◆ **Assigned task**
How many lines in the data below have the string "Ordering"? Reply with the number alone.

*** Opening of Exercise materials ***

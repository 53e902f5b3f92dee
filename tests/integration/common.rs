//! Shared fixtures for the integration tests

use reqwest::Client;
use std::path::Path;
use std::sync::atomic::Ordering;
use sumi_scroll::config::Config;
use sumi_scroll::crawler::{build_http_client, CancelFlag, Coordinator, FetchedPage};
use sumi_scroll::output::{ContentConverter, ConvertedPage, OutputResult};
use sumi_scroll::url::normalize;
use wiremock::matchers::{method, path};
use wiremock::{Mock, MockServer, ResponseTemplate};

/// Converter that records the pages it receives
#[derive(Default)]
pub struct RecordingConverter {
    pub seen: Vec<String>,
    cancel_after: Option<(usize, CancelFlag)>,
}

impl RecordingConverter {
    /// Sets `flag` once `pages` pages have been converted
    pub fn cancelling_after(pages: usize, flag: CancelFlag) -> Self {
        Self {
            seen: Vec::new(),
            cancel_after: Some((pages, flag)),
        }
    }

    /// Normalized forms of every converted URL
    pub fn seen_identities(&self) -> Vec<String> {
        self.seen.iter().map(|u| normalize(u)).collect()
    }
}

impl ContentConverter for RecordingConverter {
    async fn convert(&mut self, page: &FetchedPage) -> OutputResult<ConvertedPage> {
        self.seen.push(page.url.clone());

        if let Some((pages, flag)) = &self.cancel_after {
            if self.seen.len() >= *pages {
                flag.store(true, Ordering::SeqCst);
            }
        }

        Ok(ConvertedPage::new(format!("{}.md", self.seen.len())))
    }
}

/// Configuration for a site served by `server`, writing into `dir`
pub fn site_config(server: &MockServer, dir: &Path) -> Config {
    let mut config = Config::for_site(format!("{}/docs/", server.uri()), server.uri());
    config.crawl.exclude_patterns = vec![".*#.*".to_string()];
    config.output.base_dir = dir.join("output").to_string_lossy().into_owned();
    config.execution.request_delay = 0.0;
    config.execution.request_timeout = 5;
    config.retry.initial_delay = 0.01;
    config.retry.max_delay = 0.05;
    config.recovery.recovery_file = dir
        .join("recovery_state.json")
        .to_string_lossy()
        .into_owned();
    config.recovery.save_interval = 1;
    config
}

pub fn client(config: &Config) -> Client {
    build_http_client(&config.execution).unwrap()
}

pub fn recording_coordinator(config: &Config) -> Coordinator<RecordingConverter> {
    Coordinator::new(config, client(config), RecordingConverter::default()).unwrap()
}

/// A docs page with the given navigation links and a main section
pub fn docs_page(title: &str, nav: &[(&str, &str)]) -> String {
    let links: String = nav
        .iter()
        .map(|(href, text)| format!(r#"<a href="{}">{}</a>"#, href, text))
        .collect();

    format!(
        r#"<html><head><title>{title}</title></head><body>
        <nav>{links}</nav>
        <main><h1>{title}</h1><p>Content of {title}.</p></main>
        </body></html>"#
    )
}

/// Mounts a page that must be requested exactly `times` times
pub async fn mount_page(server: &MockServer, route: &str, body: String, times: u64) {
    Mock::given(method("GET"))
        .and(path(route))
        .respond_with(
            ResponseTemplate::new(200)
                .set_body_string(body)
                .insert_header("content-type", "text/html"),
        )
        .expect(times)
        .mount(server)
        .await;
}
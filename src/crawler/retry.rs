//! Retry and backoff policy for page fetches
//!
//! Two independent tallies drive the decisions here: the per-call attempt
//! budget (`1 + max_retries` attempts) and the lifetime failure count of a
//! URL, which survives across fetch calls and resumed runs and permanently
//! skips the URL once it reaches `skip_after_failures`.

use crate::config::RetryConfig;
use std::fmt;
use std::time::Duration;

/// Why a single fetch attempt (or a whole fetch call) failed
#[derive(Debug, Clone, PartialEq, Eq)]
pub enum FetchFailure {
    /// Request exceeded the configured timeout
    Timeout,

    /// Could not connect to the server
    Connection(String),

    /// Server answered with a non-success status
    Status(u16),

    /// Any other transport fault, including an undecodable body
    Transport(String),

    /// Lifetime failure count reached the skip threshold; nothing was sent
    AutoSkipped,

    /// The crawl was cancelled while waiting to retry
    Cancelled,
}

impl FetchFailure {
    /// Short machine-readable kind used in log fields
    pub fn kind(&self) -> &'static str {
        match self {
            Self::Timeout => "timeout",
            Self::Connection(_) => "connection",
            Self::Status(_) => "status",
            Self::Transport(_) => "transport",
            Self::AutoSkipped => "auto_skipped",
            Self::Cancelled => "cancelled",
        }
    }
}

impl fmt::Display for FetchFailure {
    fn fmt(&self, f: &mut fmt::Formatter<'_>) -> fmt::Result {
        match self {
            Self::Timeout => write!(f, "request timed out"),
            Self::Connection(e) => write!(f, "connection failed: {}", e),
            Self::Status(code) => write!(f, "HTTP {}", code),
            Self::Transport(e) => write!(f, "transport error: {}", e),
            Self::AutoSkipped => write!(f, "auto-skipped after repeated failures"),
            Self::Cancelled => write!(f, "cancelled before the next attempt"),
        }
    }
}

/// What to do after a failed attempt
#[derive(Debug, Clone, Copy, PartialEq, Eq)]
pub enum RetryDecision {
    /// Wait for the given delay, then try again
    RetryAfter(Duration),

    /// Stop; the fetch call is terminally failed
    GiveUp,
}

/// Retry parameters for one crawl
#[derive(Debug, Clone)]
pub struct RetryPolicy {
    max_retries: u32,
    initial_delay: f64,
    backoff_factor: f64,
    max_delay: f64,
    retry_status_codes: Vec<u16>,
    skip_after_failures: u32,
}

impl RetryPolicy {
    pub fn from_config(config: &RetryConfig) -> Self {
        Self {
            max_retries: config.max_retries,
            initial_delay: config.initial_delay,
            backoff_factor: config.backoff_factor,
            max_delay: config.max_delay,
            retry_status_codes: config.retry_status_codes.clone(),
            skip_after_failures: config.skip_after_failures,
        }
    }

    /// Most attempts a single fetch call may make
    pub fn max_attempts(&self) -> u32 {
        self.max_retries.saturating_add(1)
    }

    pub fn skip_after_failures(&self) -> u32 {
        self.skip_after_failures
    }

    /// Delay before the retry that follows failed attempt `attempt` (0-indexed)
    ///
    /// `min(initial_delay * backoff_factor^attempt, max_delay)`. The product is
    /// built by repeated multiplication so the sequence never decreases.
    pub fn delay_for(&self, attempt: u32) -> Duration {
        let mut secs = self.initial_delay.max(0.0);
        for _ in 0..attempt {
            if secs == 0.0 || secs >= self.max_delay || self.backoff_factor <= 1.0 {
                break;
            }
            secs *= self.backoff_factor;
        }

        let secs = secs.min(self.max_delay).max(0.0);
        Duration::try_from_secs_f64(secs).unwrap_or(Duration::MAX)
    }

    /// Returns true if a failure of this kind may be retried at all
    pub fn is_retryable(&self, failure: &FetchFailure) -> bool {
        match failure {
            FetchFailure::Timeout | FetchFailure::Connection(_) | FetchFailure::Transport(_) => {
                true
            }
            FetchFailure::Status(code) => self.retry_status_codes.contains(code),
            FetchFailure::AutoSkipped | FetchFailure::Cancelled => false,
        }
    }

    /// Decides what follows failed attempt `attempt` (0-indexed) of one call
    pub fn decide(&self, failure: &FetchFailure, attempt: u32) -> RetryDecision {
        if !self.is_retryable(failure) || attempt >= self.max_retries {
            return RetryDecision::GiveUp;
        }
        RetryDecision::RetryAfter(self.delay_for(attempt))
    }

    /// Returns true if a URL with this lifetime failure count must not be fetched
    pub fn should_auto_skip(&self, failure_count: u32) -> bool {
        failure_count >= self.skip_after_failures
    }
}

impl Default for RetryPolicy {
    fn default() -> Self {
        Self::from_config(&RetryConfig::default())
    }
}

*** Close of Exercise materials ***

◆ **Solution for this task**
2